From the first line to the last, return the data exactly as it stands.

** SUPPLIED INFORMATION follows **

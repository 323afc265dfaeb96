//! LLM 客户端层：trait 抽象、OpenAI 兼容实现与测试用 Mock

pub mod mock;
pub mod openai;
pub mod traits;

pub use mock::ScriptedLlmClient;
pub use openai::OpenAiClient;
pub use traits::{
    BoxStream, ChatMessage, LlmClient, LlmError, ObjectSpec, StepDelta, StepOutcome, StepRequest,
    ToolCallRequest, ToolSpec,
};
//! Playground 错误类型
//!
//! 客户端输入错误（未知工具 / 未知模式 / 缺字段）在进入任何模型调用前同步返回；
//! 上游调用错误在各策略最外层统一捕获，记录日志后以通用失败载荷返回。

use thiserror::Error;

use crate::llm::LlmError;

/// 编排过程中可能出现的错误（输入校验、上游调用、结构化输出解析）
#[derive(Error, Debug)]
pub enum PlaygroundError {
    #[error("Invalid tool: {0}")]
    InvalidTool(String),

    #[error("Invalid mode: {0}")]
    InvalidMode(String),

    #[error("Prompt is required")]
    MissingPrompt,

    #[error("LLM error: {0}")]
    Llm(#[from] LlmError),

    /// 结构化输出无法解析为 JSON（流式结构化路径聚合后解析失败）
    #[error("Malformed structured output: {0}")]
    MalformedOutput(String),
}

impl PlaygroundError {
    /// 是否为客户端输入错误（对应 4xx；其余为 5xx）
    pub fn is_client_error(&self) -> bool {
        matches!(
            self,
            PlaygroundError::InvalidTool(_)
                | PlaygroundError::InvalidMode(_)
                | PlaygroundError::MissingPrompt
        )
    }
}
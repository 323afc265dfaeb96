//! 消息模型：请求消息与渲染消息部件
//!
//! 请求侧一条消息 = 角色 + 有序部件（文本或工具调用）；流式路径以 MessagePart
//! 为最小渲染单位，引用提取（citations）只扫描已完成的工具部件。

use serde::{Deserialize, Serialize};
use serde_json::Value;

/// 消息角色（与 LLM API 一致）
#[derive(Clone, Copy, Debug, PartialEq, Eq, Serialize, Deserialize)]
#[serde(rename_all = "lowercase")]
pub enum Role {
    User,
    Assistant,
    System,
}

/// 请求中的一条消息：角色 + 有序部件
#[derive(Clone, Debug, Serialize, Deserialize)]
pub struct IncomingMessage {
    pub role: Role,
    #[serde(default)]
    pub parts: Vec<MessagePart>,
}

impl IncomingMessage {
    pub fn user_text(text: impl Into<String>) -> Self {
        Self {
            role: Role::User,
            parts: vec![MessagePart::Text { text: text.into() }],
        }
    }

    /// 该消息的第一个文本部件
    pub fn first_text(&self) -> Option<&str> {
        self.parts.iter().find_map(|p| match p {
            MessagePart::Text { text } => Some(text.as_str()),
            _ => None,
        })
    }

    /// 所有文本部件拼接（换行分隔），供转为 LLM 消息
    pub fn joined_text(&self) -> String {
        self.parts
            .iter()
            .filter_map(|p| match p {
                MessagePart::Text { text } => Some(text.as_str()),
                _ => None,
            })
            .collect::<Vec<_>>()
            .join("\n")
    }
}

/// 工具调用生命周期状态（流式路径逐步推进）
#[derive(Clone, Copy, Debug, PartialEq, Eq, Serialize, Deserialize)]
#[serde(rename_all = "kebab-case")]
pub enum ToolCallState {
    InputStreaming,
    InputAvailable,
    OutputAvailable,
    OutputError,
}

/// 渲染消息部件：文本，或带状态的工具调用
#[derive(Clone, Debug, Serialize, Deserialize)]
#[serde(tag = "type", rename_all = "kebab-case")]
pub enum MessagePart {
    Text {
        text: String,
    },
    Tool {
        tool: String,
        state: ToolCallState,
        #[serde(default)]
        input: Value,
        #[serde(default, skip_serializing_if = "Option::is_none")]
        output: Option<Value>,
        #[serde(default, skip_serializing_if = "Option::is_none")]
        error: Option<String>,
    },
}

#[cfg(test)]
mod tests {
    use super::*;
    use serde_json::json;

    #[test]
    fn test_first_text() {
        let msg = IncomingMessage {
            role: Role::User,
            parts: vec![
                MessagePart::Tool {
                    tool: "webSearch".to_string(),
                    state: ToolCallState::OutputAvailable,
                    input: json!({}),
                    output: None,
                    error: None,
                },
                MessagePart::Text {
                    text: "hello".to_string(),
                },
            ],
        };
        assert_eq!(msg.first_text(), Some("hello"));
    }

    #[test]
    fn test_part_wire_format() {
        let part = MessagePart::Text {
            text: "x".to_string(),
        };
        let v = serde_json::to_value(&part).unwrap();
        assert_eq!(v, json!({"type": "text", "text": "x"}));

        let part = MessagePart::Tool {
            tool: "webSearch".to_string(),
            state: ToolCallState::OutputAvailable,
            input: json!({"query": "q"}),
            output: Some(json!({"results": []})),
            error: None,
        };
        let v = serde_json::to_value(&part).unwrap();
        assert_eq!(v["type"], "tool");
        assert_eq!(v["state"], "output-available");
    }

    #[test]
    fn test_incoming_message_deserializes_without_parts() {
        let msg: IncomingMessage = serde_json::from_str(r#"{"role": "user"}"#).unwrap();
        assert!(msg.parts.is_empty());
        assert_eq!(msg.first_text(), None);
    }
}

** End of SUPPLIED INFORMATION **

ANSWER TO THE EXERCISE
repository 323afc265dfaeb96
//! LLM 客户端层：trait 抽象、OpenAI 兼容实现与测试用 Mock

pub mod mock;
pub mod openai;
pub mod traits;

pub use mock::ScriptedLlmClient;
pub use openai::OpenAiClient;
pub use traits::{
    BoxStream, ChatMessage, LlmClient, LlmError, ObjectSpec, StepDelta, StepOutcome, StepRequest,
    ToolCallRequest, ToolSpec,
};
//! Playground 错误类型
//!
//! 客户端输入错误（未知工具 / 未知模式 / 缺字段）在进入任何模型调用前同步返回；
//! 上游调用错误在各策略最外层统一捕获，记录日志后以通用失败载荷返回。

use thiserror::Error;

use crate::llm::LlmError;

/// 编排过程中可能出现的错误（输入校验、上游调用、结构化输出解析）
#[derive(Error, Debug)]
pub enum PlaygroundError {
    #[error("Invalid tool: {0}")]
    InvalidTool(String),

    #[error("Invalid mode: {0}")]
    InvalidMode(String),

    #[error("Prompt is required")]
    MissingPrompt,

    #[error("LLM error: {0}")]
    Llm(#[from] LlmError),

    /// 结构化输出无法解析为 JSON（流式结构化路径聚合后解析失败）
    #[error("Malformed structured output: {0}")]
    MalformedOutput(String),
}

impl PlaygroundError {
    /// 是否为客户端输入错误（对应 4xx；其余为 5xx）
    pub fn is_client_error(&self) -> bool {
        matches!(
            self,
            PlaygroundError::InvalidTool(_)
                | PlaygroundError::InvalidMode(_)
                | PlaygroundError::MissingPrompt
        )
    }
}
repository 323afc265dfaeb96
//! 消息模型：请求消息与渲染消息部件
//!
//! 请求侧一条消息 = 角色 + 有序部件（文本或工具调用）；流式路径以 MessagePart
//! 为最小渲染单位，引用提取（citations）只扫描已完成的工具部件。

use serde::{Deserialize, Serialize};
use serde_json::Value;

/// 消息角色（与 LLM API 一致）
#[derive(Clone, Copy, Debug, PartialEq, Eq, Serialize, Deserialize)]
#[serde(rename_all = "lowercase")]
pub enum Role {
    User,
    Assistant,
    System,
}

/// 请求中的一条消息：角色 + 有序部件
#[derive(Clone, Debug, Serialize, Deserialize)]
pub struct IncomingMessage {
    pub role: Role,
    #[serde(default)]
    pub parts: Vec<MessagePart>,
}

impl IncomingMessage {
    pub fn user_text(text: impl Into<String>) -> Self {
        Self {
            role: Role::User,
            parts: vec![MessagePart::Text { text: text.into() }],
        }
    }

    /// 该消息的第一个文本部件
    pub fn first_text(&self) -> Option<&str> {
        self.parts.iter().find_map(|p| match p {
            MessagePart::Text { text } => Some(text.as_str()),
            _ => None,
        })
    }

    /// 所有文本部件拼接（换行分隔），供转为 LLM 消息
    pub fn joined_text(&self) -> String {
        self.parts
            .iter()
            .filter_map(|p| match p {
                MessagePart::Text { text } => Some(text.as_str()),
                _ => None,
            })
            .collect::<Vec<_>>()
            .join("\n")
    }
}

/// 工具调用生命周期状态（流式路径逐步推进）
#[derive(Clone, Copy, Debug, PartialEq, Eq, Serialize, Deserialize)]
#[serde(rename_all = "kebab-case")]
pub enum ToolCallState {
    InputStreaming,
    InputAvailable,
    OutputAvailable,
    OutputError,
}

/// 渲染消息部件：文本，或带状态的工具调用
#[derive(Clone, Debug, Serialize, Deserialize)]
#[serde(tag = "type", rename_all = "kebab-case")]
pub enum MessagePart {
    Text {
        text: String,
    },
    Tool {
        tool: String,
        state: ToolCallState,
        #[serde(default)]
        input: Value,
        #[serde(default, skip_serializing_if = "Option::is_none")]
        output: Option<Value>,
        #[serde(default, skip_serializing_if = "Option::is_none")]
        error: Option<String>,
    },
}

#[cfg(test)]
mod tests {
    use super::*;
    use serde_json::json;

    #[test]
    fn test_first_text() {
        let msg = IncomingMessage {
            role: Role::User,
            parts: vec![
                MessagePart::Tool {
                    tool: "webSearch".to_string(),
                    state: ToolCallState::OutputAvailable,
                    input: json!({}),
                    output: None,
                    error: None,
                },
                MessagePart::Text {
                    text: "hello".to_string(),
                },
            ],
        };
        assert_eq!(msg.first_text(), Some("hello"));
    }

    #[test]
    fn test_part_wire_format() {
        let part = MessagePart::Text {
            text: "x".to_string(),
        };
        let v = serde_json::to_value(&part).unwrap();
        assert_eq!(v, json!({"type": "text", "text": "x"}));

        let part = MessagePart::Tool {
            tool: "webSearch".to_string(),
            state: ToolCallState::OutputAvailable,
            input: json!({"query": "q"}),
            output: Some(json!({"results": []})),
            error: None,
        };
        let v = serde_json::to_value(&part).unwrap();
        assert_eq!(v["type"], "tool");
        assert_eq!(v["state"], "output-available");
    }

    #[test]
    fn test_incoming_message_deserializes_without_parts() {
        let msg: IncomingMessage = serde_json::from_str(r#"{"role": "user"}"#).unwrap();
        assert!(msg.parts.is_empty());
        assert_eq!(msg.first_text(), None);
    }
}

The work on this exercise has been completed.